Elle chercha et prit cet album, tailla le crayon avec son petit couteau de poche et se mit à copier la nymphe à la robe verte que le soleil du matin éclairait d’une fraîche lumière ; et alors elle remarqua que cette figure ne dansait point ; elle passait majestueusement, marquant peut-être la mesure d’un pas moelleux, mais sans se trémousser, car ses deux pieds posaient sur le nuage qui la portait, et ses mains, enlacées à celles de ses sœurs, ne les tiraient point pour activer le mouvement de la ronde. C’est peut-être une muse, pensa Diane, qui n’avait point oublié sa mythologie, bien que toutes ces fables profanes fussent proscrites du couvent.

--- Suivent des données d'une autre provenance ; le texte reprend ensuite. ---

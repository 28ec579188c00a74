//! Statistics and diagnostics types.

use std::collections::BTreeMap;
#[cfg(feature = "metrics")]
use std::sync::atomic::{AtomicU64, Ordering};

/// Snapshot of how keys are spread over the allocated partitions.
///
/// Each partition is counted at a different instant, so under concurrent
/// writes the figures may describe a state that never existed as a whole.
#[derive(Debug, Clone, Default, PartialEq, Eq)]
pub struct PartitionStats {
    /// Number of partitions that have been materialized.
    pub parts: usize,
    /// Total number of keys across all partitions.
    pub keys: usize,
    /// Integer average of keys per allocated partition (0 when none).
    pub avg: usize,
    /// Key count per allocated slot index.
    pub part_keys: BTreeMap<usize, usize>,
}

impl PartitionStats {
    pub(crate) fn from_counts<I>(counts: I) -> Self
    where
        I: IntoIterator<Item = (usize, usize)>,
    {
        let mut stats = PartitionStats::default();
        for (idx, len) in counts {
            stats.parts += 1;
            stats.keys += len;
            stats.part_keys.insert(idx, len);
        }
        if stats.parts > 0 {
            stats.avg = stats.keys / stats.parts;
        }
        stats
    }

    /// Largest partition load divided by the average load.
    ///
    /// 1.0 means perfectly even; returns 0.0 for an empty map.
    pub fn max_load_ratio(&self) -> f64 {
        if self.parts == 0 || self.keys == 0 {
            return 0.0;
        }
        let max = self.part_keys.values().copied().max().unwrap_or(0);
        let avg = self.keys as f64 / self.parts as f64;
        max as f64 / avg
    }
}

/// Per-partition operation statistics.
#[derive(Debug, Clone, Default, PartialEq, Eq)]
pub struct ShardOps {
    /// Number of successful lookups on this partition.
    pub reads: u64,
    /// Number of inserts of previously absent keys.
    pub writes: u64,
    /// Number of removals of present keys.
    pub removes: u64,
}

/// Thread-safe statistics tracker for a single partition.
#[cfg(feature = "metrics")]
pub(crate) struct ShardStats {
    reads: AtomicU64,
    writes: AtomicU64,
    removes: AtomicU64,
}

#[cfg(feature = "metrics")]
impl ShardStats {
    pub fn new() -> Self {
        Self {
            reads: AtomicU64::new(0),
            writes: AtomicU64::new(0),
            removes: AtomicU64::new(0),
        }
    }

    #[inline]
    pub fn record_read(&self) {
        self.reads.fetch_add(1, Ordering::Relaxed);
    }

    #[inline]
    pub fn record_write(&self) {
        self.writes.fetch_add(1, Ordering::Relaxed);
    }

    #[inline]
    pub fn record_remove(&self) {
        self.removes.fetch_add(1, Ordering::Relaxed);
    }

    pub fn snapshot(&self) -> ShardOps {
        ShardOps {
            reads: self.reads.load(Ordering::Relaxed),
            writes: self.writes.load(Ordering::Relaxed),
            removes: self.removes.load(Ordering::Relaxed),
        }
    }
}

/// Zero-sized placeholder when metrics are disabled.
#[cfg(not(feature = "metrics"))]
pub(crate) struct ShardStats;

#[cfg(not(feature = "metrics"))]
impl ShardStats {
    pub fn new() -> Self {
        ShardStats
    }

    #[inline]
    pub fn record_read(&self) {}

    #[inline]
    pub fn record_write(&self) {}

    #[inline]
    pub fn record_remove(&self) {}

    pub fn snapshot(&self) -> ShardOps {
        ShardOps::default()
    }
}

#[cfg(test)]
mod tests {
    use super::*;

    #[test]
    fn test_from_counts() {
        let stats = PartitionStats::from_counts(vec![(3, 4), (10, 1), (77, 0)]);
        assert_eq!(stats.parts, 3);
        assert_eq!(stats.keys, 5);
        assert_eq!(stats.avg, 1);
        assert_eq!(stats.part_keys.get(&3), Some(&4));
        assert_eq!(stats.part_keys.get(&77), Some(&0));
    }

    #[test]
    fn test_empty_counts() {
        let stats = PartitionStats::from_counts(Vec::new());
        assert_eq!(stats, PartitionStats::default());
        assert_eq!(stats.max_load_ratio(), 0.0);
    }

    #[test]
    fn test_max_load_ratio() {
        let stats = PartitionStats::from_counts(vec![(0, 3), (1, 1)]);
        assert!((stats.max_load_ratio() - 1.5).abs() < f64::EPSILON);
    }
}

Tout en rêvant, Diane dessinait, dessinait ; mécontente de sa première copie, elle en fit une seconde, et puis une autre, et une autre, jusqu’à ce que l’album fut à moitié rempli. Et quand elle en fut là, elle n’était pas contente encore ; elle allait continuer, lorsqu’une petite main se posa sur son épaule. En se retournant avec vivacité, Diane vit derrière elle une fillette d’environ dix ans, assez pauvrement mise, mais jolie et bien faite, qui regardait son dessin et lui dit d’un air moqueur :

— Vous vous amusez donc à faire des bonnes femmes sur les livres, vous ?

— Oui, répondit Diane ; et vous ?

— Moi, non ! jamais. Mon père me le défend. Je ne gâte pas ses livres.

— Mon papa m’a donné celui-ci pour m’amuser, reprit Diane.